In the records below, begin at the line that has "pub struct IncidentBoard" and stop after the line that has "Records seen through"; quote those lines verbatim and nothing more.

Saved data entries
=== Section Start ===

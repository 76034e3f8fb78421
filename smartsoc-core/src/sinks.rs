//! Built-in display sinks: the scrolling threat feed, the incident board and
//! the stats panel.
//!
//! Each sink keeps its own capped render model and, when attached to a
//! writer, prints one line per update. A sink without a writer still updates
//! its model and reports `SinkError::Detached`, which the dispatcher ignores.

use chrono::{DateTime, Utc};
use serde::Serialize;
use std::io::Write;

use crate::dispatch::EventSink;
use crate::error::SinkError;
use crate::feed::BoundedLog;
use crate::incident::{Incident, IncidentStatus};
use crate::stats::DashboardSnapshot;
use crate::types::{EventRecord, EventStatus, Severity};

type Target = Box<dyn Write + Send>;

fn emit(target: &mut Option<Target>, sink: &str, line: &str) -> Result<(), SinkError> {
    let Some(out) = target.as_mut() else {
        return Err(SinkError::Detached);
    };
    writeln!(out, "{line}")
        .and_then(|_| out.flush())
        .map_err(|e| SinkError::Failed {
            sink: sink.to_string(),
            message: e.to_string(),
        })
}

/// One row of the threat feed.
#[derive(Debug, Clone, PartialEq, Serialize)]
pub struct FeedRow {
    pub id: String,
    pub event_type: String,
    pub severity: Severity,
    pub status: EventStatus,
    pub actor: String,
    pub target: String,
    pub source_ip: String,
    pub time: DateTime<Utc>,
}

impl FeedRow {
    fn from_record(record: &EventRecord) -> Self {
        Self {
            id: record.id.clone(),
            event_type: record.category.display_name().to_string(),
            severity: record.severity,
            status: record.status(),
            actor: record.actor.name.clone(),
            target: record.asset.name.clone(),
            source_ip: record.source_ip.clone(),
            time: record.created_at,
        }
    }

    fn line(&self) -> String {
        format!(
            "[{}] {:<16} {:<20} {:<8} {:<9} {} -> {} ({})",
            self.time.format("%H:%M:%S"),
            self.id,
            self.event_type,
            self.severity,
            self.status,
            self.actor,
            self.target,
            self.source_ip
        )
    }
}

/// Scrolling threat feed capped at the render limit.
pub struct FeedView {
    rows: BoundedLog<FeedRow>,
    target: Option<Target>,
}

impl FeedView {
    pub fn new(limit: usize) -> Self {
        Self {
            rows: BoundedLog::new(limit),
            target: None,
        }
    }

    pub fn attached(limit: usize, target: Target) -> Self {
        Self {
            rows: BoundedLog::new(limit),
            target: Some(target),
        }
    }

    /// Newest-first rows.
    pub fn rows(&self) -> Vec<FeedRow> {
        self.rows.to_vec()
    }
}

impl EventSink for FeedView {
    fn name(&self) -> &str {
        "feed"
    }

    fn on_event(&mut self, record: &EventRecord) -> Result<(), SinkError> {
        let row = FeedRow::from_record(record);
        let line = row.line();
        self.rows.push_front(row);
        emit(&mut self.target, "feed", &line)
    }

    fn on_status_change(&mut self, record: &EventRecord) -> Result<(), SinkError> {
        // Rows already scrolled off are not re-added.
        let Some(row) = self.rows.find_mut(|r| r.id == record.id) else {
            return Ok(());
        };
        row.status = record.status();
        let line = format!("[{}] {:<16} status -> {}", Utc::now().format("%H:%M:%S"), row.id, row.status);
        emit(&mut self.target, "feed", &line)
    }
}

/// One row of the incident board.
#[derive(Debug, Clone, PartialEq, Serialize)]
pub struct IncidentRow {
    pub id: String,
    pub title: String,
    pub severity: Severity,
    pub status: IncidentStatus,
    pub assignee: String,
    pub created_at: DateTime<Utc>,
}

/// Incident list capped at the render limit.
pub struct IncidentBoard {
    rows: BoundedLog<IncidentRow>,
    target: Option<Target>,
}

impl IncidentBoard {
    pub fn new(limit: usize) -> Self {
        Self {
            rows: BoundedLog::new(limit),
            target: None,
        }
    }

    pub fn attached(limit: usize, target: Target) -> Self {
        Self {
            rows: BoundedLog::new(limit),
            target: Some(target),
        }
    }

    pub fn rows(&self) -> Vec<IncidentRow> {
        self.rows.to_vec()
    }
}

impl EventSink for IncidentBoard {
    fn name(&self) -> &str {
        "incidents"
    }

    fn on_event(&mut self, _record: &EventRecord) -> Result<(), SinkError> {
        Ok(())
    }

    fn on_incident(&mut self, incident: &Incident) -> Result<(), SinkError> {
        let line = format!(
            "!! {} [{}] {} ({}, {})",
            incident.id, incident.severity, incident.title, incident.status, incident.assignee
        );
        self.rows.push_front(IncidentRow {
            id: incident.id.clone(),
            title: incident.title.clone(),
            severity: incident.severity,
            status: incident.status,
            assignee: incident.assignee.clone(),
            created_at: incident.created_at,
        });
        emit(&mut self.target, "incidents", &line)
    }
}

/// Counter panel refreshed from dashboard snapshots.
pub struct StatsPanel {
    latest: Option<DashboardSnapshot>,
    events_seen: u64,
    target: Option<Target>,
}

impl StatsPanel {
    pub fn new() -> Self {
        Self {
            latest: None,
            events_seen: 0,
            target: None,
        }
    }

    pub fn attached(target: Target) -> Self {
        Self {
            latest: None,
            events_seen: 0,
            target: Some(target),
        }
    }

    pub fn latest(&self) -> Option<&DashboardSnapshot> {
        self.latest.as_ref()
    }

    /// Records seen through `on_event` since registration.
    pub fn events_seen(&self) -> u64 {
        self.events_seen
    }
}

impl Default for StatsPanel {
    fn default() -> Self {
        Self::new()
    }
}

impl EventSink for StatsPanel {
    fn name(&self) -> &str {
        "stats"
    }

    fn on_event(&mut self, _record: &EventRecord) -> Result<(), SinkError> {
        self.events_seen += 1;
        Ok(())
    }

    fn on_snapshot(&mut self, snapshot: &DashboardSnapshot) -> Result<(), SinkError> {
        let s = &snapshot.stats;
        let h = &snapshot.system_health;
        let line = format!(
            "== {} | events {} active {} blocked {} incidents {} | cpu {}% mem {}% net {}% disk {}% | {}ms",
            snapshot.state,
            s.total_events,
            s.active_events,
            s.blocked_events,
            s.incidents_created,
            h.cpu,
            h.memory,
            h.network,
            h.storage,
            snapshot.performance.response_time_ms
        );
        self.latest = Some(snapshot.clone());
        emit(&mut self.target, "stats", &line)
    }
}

=== Section End ===

- _Completed task_:
pub struct IncidentBoard {
    rows: BoundedLog<IncidentRow>,
    target: Option<Target>,
}

impl IncidentBoard {
    pub fn new(limit: usize) -> Self {
        Self {
            rows: BoundedLog::new(limit),
            target: None,
        }
    }

    pub fn attached(limit: usize, target: Target) -> Self {
        Self {
            rows: BoundedLog::new(limit),
            target: Some(target),
        }
    }

    pub fn rows(&self) -> Vec<IncidentRow> {
        self.rows.to_vec()
    }
}

impl EventSink for IncidentBoard {
    fn name(&self) -> &str {
        "incidents"
    }

    fn on_event(&mut self, _record: &EventRecord) -> Result<(), SinkError> {
        Ok(())
    }

    fn on_incident(&mut self, incident: &Incident) -> Result<(), SinkError> {
        let line = format!(
            "!! {} [{}] {} ({}, {})",
            incident.id, incident.severity, incident.title, incident.status, incident.assignee
        );
        self.rows.push_front(IncidentRow {
            id: incident.id.clone(),
            title: incident.title.clone(),
            severity: incident.severity,
            status: incident.status,
            assignee: incident.assignee.clone(),
            created_at: incident.created_at,
        });
        emit(&mut self.target, "incidents", &line)
    }
}

/// Counter panel refreshed from dashboard snapshots.
pub struct StatsPanel {
    latest: Option<DashboardSnapshot>,
    events_seen: u64,
    target: Option<Target>,
}

impl StatsPanel {
    pub fn new() -> Self {
        Self {
            latest: None,
            events_seen: 0,
            target: None,
        }
    }

    pub fn attached(target: Target) -> Self {
        Self {
            latest: None,
            events_seen: 0,
            target: Some(target),
        }
    }

    pub fn latest(&self) -> Option<&DashboardSnapshot> {
        self.latest.as_ref()
    }

    /// Records seen through `on_event` since registration.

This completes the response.